L’opera d’arte che crea, il cui merito principale deve esser l’originalità, è sempre come la definiva Zola: un luogo della creazione vista attraverso un temperamento. L’affermazione ben si sposa alle opere di Bruna Lanza, artista con ispirazione di forte intonazione lirica e con una carica gestuale che ne sancisce l’autenticità attagliandosi in modo particolare all’attuale produzione, a coronamento di un lungo periodo di attività felice e intensa. Un arco di tempo con performance espositive e mostre importanti quali fra le altre alla Casa di Cultura Cibernetica di Montecchio Maggiore, alla San Silvestro di Vicenza, a Milano al Museo della Permanente, al Museo di Arte e Scienza, alla Fondazione D’Ars, a Bassano del Grappa a Palazzo Guadagnini-Studio notarile Fietta,a Stra al Museo Nazionale di Villa Pisani con la Regione Veneto e il Ministero dei Beni Culturali, e l’itinerante statunitense nel 2008-9. Un circuito questo ultimo che, partito da Miami e conclusosi a New York al Micro Museum, vedeva la pittrice bassanese nel novero degli artisti scelti da EUART, promotrice della rassegna inaugurata dal Console Generale d’Italia Liborio Stellino che presentava talenti nuovi e nomi molto affermati.
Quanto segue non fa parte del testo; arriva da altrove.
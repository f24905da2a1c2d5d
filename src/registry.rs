//! Read-mostly catalog of providers, virtual providers, and limits.
//!
//! A configuration apply builds one immutable `RegistrySnapshot` and swaps
//! it behind the `Registry` handle. Requests clone the `Arc` once up front
//! and see a single coherent snapshot from start to finish, no matter how
//! many swaps happen while they run.

use std::collections::{BTreeMap, HashMap, HashSet};
use std::sync::{Arc, RwLock};

use crate::config::{ConfigFile, ConfigMetric, ProviderConfig, ProviderKind, VirtualProviderConfig};
use crate::costing::PricingRates;
use crate::counters::Scope;
use crate::error::{Result, SwitchboardError};
use crate::health::HealthPolicy;
use crate::limits::{LimitRule, Metric};
use crate::providers::{HttpProviderAdapter, LocalProcessAdapter, ProviderAdapter};

/// One base provider, fully instantiated: configuration, failure policy,
/// integer pricing, and the adapter that talks to it.
pub struct ProviderEntry {
    pub config: ProviderConfig,
    pub policy: HealthPolicy,
    pub pricing: Option<PricingRates>,
    pub adapter: Arc<dyn ProviderAdapter>,
}

impl ProviderEntry {
    pub fn cost_usd_micros(&self, input_tokens: u64, output_tokens: u64) -> u64 {
        self.pricing
            .as_ref()
            .map(|rates| rates.cost_usd_micros(input_tokens, output_tokens))
            .unwrap_or(0)
    }
}

#[derive(Clone, Debug)]
pub struct VirtualEntry {
    pub config: VirtualProviderConfig,
    /// Members ordered by (priority ascending, id ascending).
    pub ordered_members: Vec<String>,
}

#[derive(Clone, Debug, PartialEq, Eq)]
pub enum ModelTarget {
    Provider(String),
    Virtual(String),
}

pub struct RegistrySnapshot {
    providers: BTreeMap<String, Arc<ProviderEntry>>,
    virtuals: BTreeMap<String, VirtualEntry>,
    limits_by_scope: HashMap<String, Vec<LimitRule>>,
    model_index: HashMap<String, ModelTarget>,
}

impl RegistrySnapshot {
    /// Builds a snapshot with real adapters.
    pub fn build(config: &ConfigFile) -> Result<Self> {
        Self::build_with(config, &|provider| match &provider.kind {
            ProviderKind::Http(http) => Ok(Arc::new(HttpProviderAdapter::new(http.clone())?)
                as Arc<dyn ProviderAdapter>),
            ProviderKind::Local(local) => {
                Ok(Arc::new(LocalProcessAdapter::new(local.clone())) as Arc<dyn ProviderAdapter>)
            }
        })
    }

    /// Adapter-injecting build, the seam the tests route mock upstreams
    /// through.
    pub fn build_with(
        config: &ConfigFile,
        adapter_for: &dyn Fn(&ProviderConfig) -> Result<Arc<dyn ProviderAdapter>>,
    ) -> Result<Self> {
        let mut providers = BTreeMap::new();
        for provider in &config.providers {
            if provider.id.is_empty() {
                return Err(SwitchboardError::Config(
                    "provider id must not be empty".to_string(),
                ));
            }
            let pricing = provider
                .pricing
                .as_ref()
                .map(PricingRates::from_config)
                .transpose()?;
            let entry = ProviderEntry {
                policy: HealthPolicy {
                    failure_threshold: provider.failure_threshold,
                    cooldown: provider.cooldown,
                },
                pricing,
                adapter: adapter_for(provider)?,
                config: provider.clone(),
            };
            if providers.insert(provider.id.clone(), Arc::new(entry)).is_some() {
                return Err(SwitchboardError::Config(format!(
                    "duplicate provider id: {}",
                    provider.id
                )));
            }
        }

        let mut virtuals = BTreeMap::new();
        for virtual_provider in &config.virtual_providers {
            let entry = Self::build_virtual(virtual_provider, &providers)?;
            if virtuals
                .insert(virtual_provider.id.clone(), entry)
                .is_some()
            {
                return Err(SwitchboardError::Config(format!(
                    "duplicate virtual provider id: {}",
                    virtual_provider.id
                )));
            }
        }

        let model_index = Self::build_model_index(&providers, &virtuals)?;
        let limits_by_scope = Self::build_limits(config, &providers, &virtuals)?;

        Ok(Self {
            providers,
            virtuals,
            limits_by_scope,
            model_index,
        })
    }

    fn build_virtual(
        config: &VirtualProviderConfig,
        providers: &BTreeMap<String, Arc<ProviderEntry>>,
    ) -> Result<VirtualEntry> {
        if config.members.len() < 2 {
            return Err(SwitchboardError::Config(format!(
                "virtual provider {} needs at least two members",
                config.id
            )));
        }
        let mut seen = HashSet::new();
        for member in &config.members {
            if !providers.contains_key(&member.provider) {
                return Err(SwitchboardError::Config(format!(
                    "virtual provider {} references unknown provider {}",
                    config.id, member.provider
                )));
            }
            if !seen.insert(member.provider.as_str()) {
                return Err(SwitchboardError::Config(format!(
                    "virtual provider {} lists {} twice",
                    config.id, member.provider
                )));
            }
        }

        let mut members: Vec<(i32, String)> = config
            .members
            .iter()
            .map(|member| (member.priority, member.provider.clone()))
            .collect();
        members.sort_by(|a, b| a.0.cmp(&b.0).then_with(|| a.1.cmp(&b.1)));

        Ok(VirtualEntry {
            config: config.clone(),
            ordered_members: members.into_iter().map(|(_, id)| id).collect(),
        })
    }

    fn build_model_index(
        providers: &BTreeMap<String, Arc<ProviderEntry>>,
        virtuals: &BTreeMap<String, VirtualEntry>,
    ) -> Result<HashMap<String, ModelTarget>> {
        let mut index = HashMap::new();
        let mut claim = |name: &str, target: ModelTarget| -> Result<()> {
            if let Some(existing) = index.insert(name.to_string(), target.clone()) {
                if existing != target {
                    return Err(SwitchboardError::Config(format!(
                        "model name {name} maps to more than one target"
                    )));
                }
            }
            Ok(())
        };

        for (id, entry) in providers {
            claim(id, ModelTarget::Provider(id.clone()))?;
            for model in &entry.config.models {
                claim(model, ModelTarget::Provider(id.clone()))?;
            }
        }
        for (id, entry) in virtuals {
            claim(id, ModelTarget::Virtual(id.clone()))?;
            for model in &entry.config.models {
                claim(model, ModelTarget::Virtual(id.clone()))?;
            }
        }
        Ok(index)
    }

    /// Resolves configured limits to canonical scope keys. Cost limits are
    /// rewritten into derived total-token rules here, using the scope's most
    /// expensive per-token rate (for a virtual scope, the most expensive
    /// member).
    fn build_limits(
        config: &ConfigFile,
        providers: &BTreeMap<String, Arc<ProviderEntry>>,
        virtuals: &BTreeMap<String, VirtualEntry>,
    ) -> Result<HashMap<String, Vec<LimitRule>>> {
        let mut by_scope: HashMap<String, Vec<LimitRule>> = HashMap::new();

        for limit in &config.limits {
            let (scope, pricing): (Scope, Option<PricingRates>) =
                if providers.contains_key(&limit.scope) {
                    (
                        Scope::Provider(limit.scope.clone()),
                        providers[&limit.scope].pricing.clone(),
                    )
                } else if let Some(virtual_entry) = virtuals.get(&limit.scope) {
                    let priciest = virtual_entry
                        .ordered_members
                        .iter()
                        .filter_map(|id| providers.get(id).and_then(|p| p.pricing.clone()))
                        .max_by_key(|rates| {
                            rates
                                .input_usd_micros_per_million
                                .max(rates.output_usd_micros_per_million)
                        });
                    (Scope::Virtual(limit.scope.clone()), priciest)
                } else {
                    return Err(SwitchboardError::Config(format!(
                        "limit references unknown scope {}",
                        limit.scope
                    )));
                };

            let scope_key = scope.key();
            let rule = match limit.metric {
                ConfigMetric::Requests => Some((Metric::Requests, limit.threshold, None)),
                ConfigMetric::InputTokens => Some((Metric::InputTokens, limit.threshold, None)),
                ConfigMetric::OutputTokens => Some((Metric::OutputTokens, limit.threshold, None)),
                ConfigMetric::TotalTokens => Some((Metric::TotalTokens, limit.threshold, None)),
                ConfigMetric::Cost => {
                    let derived = pricing
                        .as_ref()
                        .and_then(|rates| rates.tokens_for_cost_usd_micros(limit.threshold));
                    match derived {
                        Some(tokens) => {
                            Some((Metric::TotalTokens, tokens, Some(limit.threshold)))
                        }
                        None => {
                            tracing::warn!(
                                scope = %scope_key,
                                threshold_usd_micros = limit.threshold,
                                "skipping cost limit: scope has no usable pricing"
                            );
                            None
                        }
                    }
                }
            };

            if let Some((metric, threshold, derived_from)) = rule {
                by_scope.entry(scope_key.clone()).or_default().push(LimitRule {
                    scope_key,
                    window: limit.window,
                    metric,
                    threshold,
                    severity: limit.severity,
                    derived_from_cost_usd_micros: derived_from,
                });
            }
        }

        Ok(by_scope)
    }

    pub fn provider(&self, id: &str) -> Option<&Arc<ProviderEntry>> {
        self.providers.get(id)
    }

    pub fn providers(&self) -> impl Iterator<Item = (&String, &Arc<ProviderEntry>)> {
        self.providers.iter()
    }

    pub fn provider_ids(&self) -> HashSet<String> {
        self.providers.keys().cloned().collect()
    }

    pub fn virtual_provider(&self, id: &str) -> Option<&VirtualEntry> {
        self.virtuals.get(id)
    }

    pub fn resolve_model(&self, model: &str) -> Option<&ModelTarget> {
        self.model_index.get(model)
    }

    pub fn limits_for(&self, scope_key: &str) -> &[LimitRule] {
        self.limits_by_scope
            .get(scope_key)
            .map(Vec::as_slice)
            .unwrap_or(&[])
    }
}

/// Atomically swapped handle to the current snapshot.
pub struct Registry {
    inner: RwLock<Arc<RegistrySnapshot>>,
}

impl Registry {
    pub fn new(snapshot: RegistrySnapshot) -> Self {
        Self {
            inner: RwLock::new(Arc::new(snapshot)),
        }
    }

    /// Cheap clone of the current snapshot handle. Hold it for the duration
    /// of one request; it stays coherent across concurrent swaps.
    pub fn load(&self) -> Arc<RegistrySnapshot> {
        Arc::clone(&self.inner.read().unwrap_or_else(|e| e.into_inner()))
    }

    pub fn swap(&self, snapshot: RegistrySnapshot) {
        let mut inner = self.inner.write().unwrap_or_else(|e| e.into_inner());
        *inner = Arc::new(snapshot);
    }
}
Da allora l’artista vicentina a bordo della “navicella del suo ingegno”, ha introdotto il distillato delle sue captazioni dai soggiorni suoi e viaggi in altri lidi, cogliendo dalle differenti etnie e paesaggi metropolitani o agresti o montani oppure marini il nettare di luoghi e antropologie per alimentare le creazioni cui con rinnovata sensibilità e vigore ha posto e pone mano.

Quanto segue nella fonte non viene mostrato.